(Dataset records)
§

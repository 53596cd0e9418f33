use std::collections::HashMap;
use std::sync::RwLock;

use crate::error::{StoreError, StoreResult};
use crate::names::validate_blob_name;
use crate::traits::BlobStore;

/// In-memory, HashMap-based blob store.
///
/// Intended for tests and embedding. Blobs are held behind a `RwLock`; a
/// single `insert` is trivially all-or-nothing. Contents are lost when the
/// store is dropped.
pub struct InMemoryBlobStore {
    blobs: RwLock<HashMap<String, Vec<u8>>>,
}

fn poisoned<E: std::fmt::Display>(e: E) -> StoreError {
    StoreError::Unavailable(format!("lock poisoned: {e}"))
}

impl InMemoryBlobStore {
    /// Create a new empty in-memory store.
    pub fn new() -> Self {
        Self {
            blobs: RwLock::new(HashMap::new()),
        }
    }

    /// Number of blobs currently stored.
    pub fn len(&self) -> StoreResult<usize> {
        Ok(self.blobs.read().map_err(poisoned)?.len())
    }

    /// Returns `true` if the store is empty.
    pub fn is_empty(&self) -> StoreResult<bool> {
        Ok(self.len()? == 0)
    }
}

impl Default for InMemoryBlobStore {
    fn default() -> Self {
        Self::new()
    }
}

impl BlobStore for InMemoryBlobStore {
    fn read(&self, name: &str) -> StoreResult<Option<Vec<u8>>> {
        validate_blob_name(name)?;
        let map = self.blobs.read().map_err(poisoned)?;
        Ok(map.get(name).cloned())
    }

    fn write(&self, name: &str, data: &[u8]) -> StoreResult<()> {
        validate_blob_name(name)?;
        let mut map = self.blobs.write().map_err(poisoned)?;
        map.insert(name.to_string(), data.to_vec());
        Ok(())
    }

    fn delete(&self, name: &str) -> StoreResult<bool> {
        validate_blob_name(name)?;
        let mut map = self.blobs.write().map_err(poisoned)?;
        Ok(map.remove(name).is_some())
    }

    fn exists(&self, name: &str) -> StoreResult<bool> {
        validate_blob_name(name)?;
        let map = self.blobs.read().map_err(poisoned)?;
        Ok(map.contains_key(name))
    }
}

impl std::fmt::Debug for InMemoryBlobStore {
    fn fmt(&self, f: &mut std::fmt::Formatter<'_>) -> std::fmt::Result {
        f.debug_struct("InMemoryBlobStore")
            .field("blob_count", &self.len().ok())
            .finish()
    }
}

#[cfg(test)]
mod tests {
    use super::*;

    #[test]
    fn write_and_read() {
        let store = InMemoryBlobStore::new();
        store.write("1.dat", b"hello").unwrap();
        assert_eq!(store.read("1.dat").unwrap().as_deref(), Some(&b"hello"[..]));
    }

    #[test]
    fn read_missing_is_none() {
        let store = InMemoryBlobStore::new();
        assert!(store.read("1.dat").unwrap().is_none());
        assert!(!store.exists("1.dat").unwrap());
    }

    #[test]
    fn overwrite_replaces() {
        let store = InMemoryBlobStore::new();
        store.write("id.txt", b"1").unwrap();
        store.write("id.txt", b"2").unwrap();
        assert_eq!(store.read("id.txt").unwrap().unwrap(), b"2");
        assert_eq!(store.len().unwrap(), 1);
    }

    #[test]
    fn delete_reports_existence() {
        let store = InMemoryBlobStore::new();
        store.write("5.dat", b"x").unwrap();
        assert!(store.delete("5.dat").unwrap());
        assert!(!store.delete("5.dat").unwrap());
        assert!(store.is_empty().unwrap());
    }

    #[test]
    fn invalid_name_rejected() {
        let store = InMemoryBlobStore::new();
        assert!(matches!(
            store.write("../x", b""),
            Err(StoreError::InvalidName { .. })
        ));
    }

    #[test]
    fn poisoned_lock_reported_as_unavailable() {
        let store = std::sync::Arc::new(InMemoryBlobStore::new());
        store.write("1.dat", b"x").unwrap();
        let poisoner = store.clone();
        let _ = std::thread::spawn(move || {
            let _guard = poisoner.blobs.write().unwrap();
            panic!("poison the lock");
        })
        .join();

        assert!(matches!(store.len(), Err(StoreError::Unavailable(_))));
        assert!(matches!(store.is_empty(), Err(StoreError::Unavailable(_))));
        assert!(matches!(store.read("1.dat"), Err(StoreError::Unavailable(_))));
    }
}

§

> EXERCISE DESCRIPTION:
Give every entry back exactly as it was written above.

> TASK ANSWER:
repository 53596cd0e9418f33
use std::collections::HashMap;
use std::sync::RwLock;

use crate::error::{StoreError, StoreResult};
use crate::names::validate_blob_name;
use crate::traits::BlobStore;

/// In-memory, HashMap-based blob store.
///
/// Intended for tests and embedding. Blobs are held behind a `RwLock`; a
/// single `insert` is trivially all-or-nothing. Contents are lost when the
/// store is dropped.
pub struct InMemoryBlobStore {
    blobs: RwLock<HashMap<String, Vec<u8>>>,
}

fn poisoned<E: std::fmt::Display>(e: E) -> StoreError {
    StoreError::Unavailable(format!("lock poisoned: {e}"))
}

impl InMemoryBlobStore {
    /// Create a new empty in-memory store.
    pub fn new() -> Self {
        Self {
            blobs: RwLock::new(HashMap::new()),
        }
    }

    /// Number of blobs currently stored.
    pub fn len(&self) -> StoreResult<usize> {
        Ok(self.blobs.read().map_err(poisoned)?.len())
    }

    /// Returns `true` if the store is empty.
    pub fn is_empty(&self) -> StoreResult<bool> {
        Ok(self.len()? == 0)
    }
}

impl Default for InMemoryBlobStore {
    fn default() -> Self {
        Self::new()
    }
}

impl BlobStore for InMemoryBlobStore {
    fn read(&self, name: &str) -> StoreResult<Option<Vec<u8>>> {
        validate_blob_name(name)?;
        let map = self.blobs.read().map_err(poisoned)?;
        Ok(map.get(name).cloned())
    }

    fn write(&self, name: &str, data: &[u8]) -> StoreResult<()> {
        validate_blob_name(name)?;
        let mut map = self.blobs.write().map_err(poisoned)?;
        map.insert(name.to_string(), data.to_vec());
        Ok(())
    }

    fn delete(&self, name: &str) -> StoreResult<bool> {
        validate_blob_name(name)?;
        let mut map = self.blobs.write().map_err(poisoned)?;
        Ok(map.remove(name).is_some())
    }

    fn exists(&self, name: &str) -> StoreResult<bool> {
        validate_blob_name(name)?;
        let map = self.blobs.read().map_err(poisoned)?;
        Ok(map.contains_key(name))
    }
}

impl std::fmt::Debug for InMemoryBlobStore {
    fn fmt(&self, f: &mut std::fmt::Formatter<'_>) -> std::fmt::Result {
        f.debug_struct("InMemoryBlobStore")
            .field("blob_count", &self.len().ok())
            .finish()
    }
}

#[cfg(test)]
mod tests {
    use super::*;

    #[test]
    fn write_and_read() {
        let store = InMemoryBlobStore::new();
        store.write("1.dat", b"hello").unwrap();
        assert_eq!(store.read("1.dat").unwrap().as_deref(), Some(&b"hello"[..]));
    }

    #[test]
    fn read_missing_is_none() {
        let store = InMemoryBlobStore::new();
        assert!(store.read("1.dat").unwrap().is_none());
        assert!(!store.exists("1.dat").unwrap());
    }

    #[test]
    fn overwrite_replaces() {
        let store = InMemoryBlobStore::new();
        store.write("id.txt", b"1").unwrap();
        store.write("id.txt", b"2").unwrap();
        assert_eq!(store.read("id.txt").unwrap().unwrap(), b"2");
        assert_eq!(store.len().unwrap(), 1);
    }

    #[test]
    fn delete_reports_existence() {
        let store = InMemoryBlobStore::new();
        store.write("5.dat", b"x").unwrap();
        assert!(store.delete("5.dat").unwrap());
        assert!(!store.delete("5.dat").unwrap());
        assert!(store.is_empty().unwrap());
    }

    #[test]
    fn invalid_name_rejected() {
        let store = InMemoryBlobStore::new();
        assert!(matches!(
            store.write("../x", b""),
            Err(StoreError::InvalidName { .. })
        ));
    }

    #[test]
    fn poisoned_lock_reported_as_unavailable() {
        let store = std::sync::Arc::new(InMemoryBlobStore::new());
        store.write("1.dat", b"x").unwrap();
        let poisoner = store.clone();
        let _ = std::thread::spawn(move || {
            let _guard = poisoner.blobs.write().unwrap();
            panic!("poison the lock");
        })
        .join();

        assert!(matches!(store.len(), Err(StoreError::Unavailable(_))));
        assert!(matches!(store.is_empty(), Err(StoreError::Unavailable(_))));
        assert!(matches!(store.read("1.dat"), Err(StoreError::Unavailable(_))));
    }
}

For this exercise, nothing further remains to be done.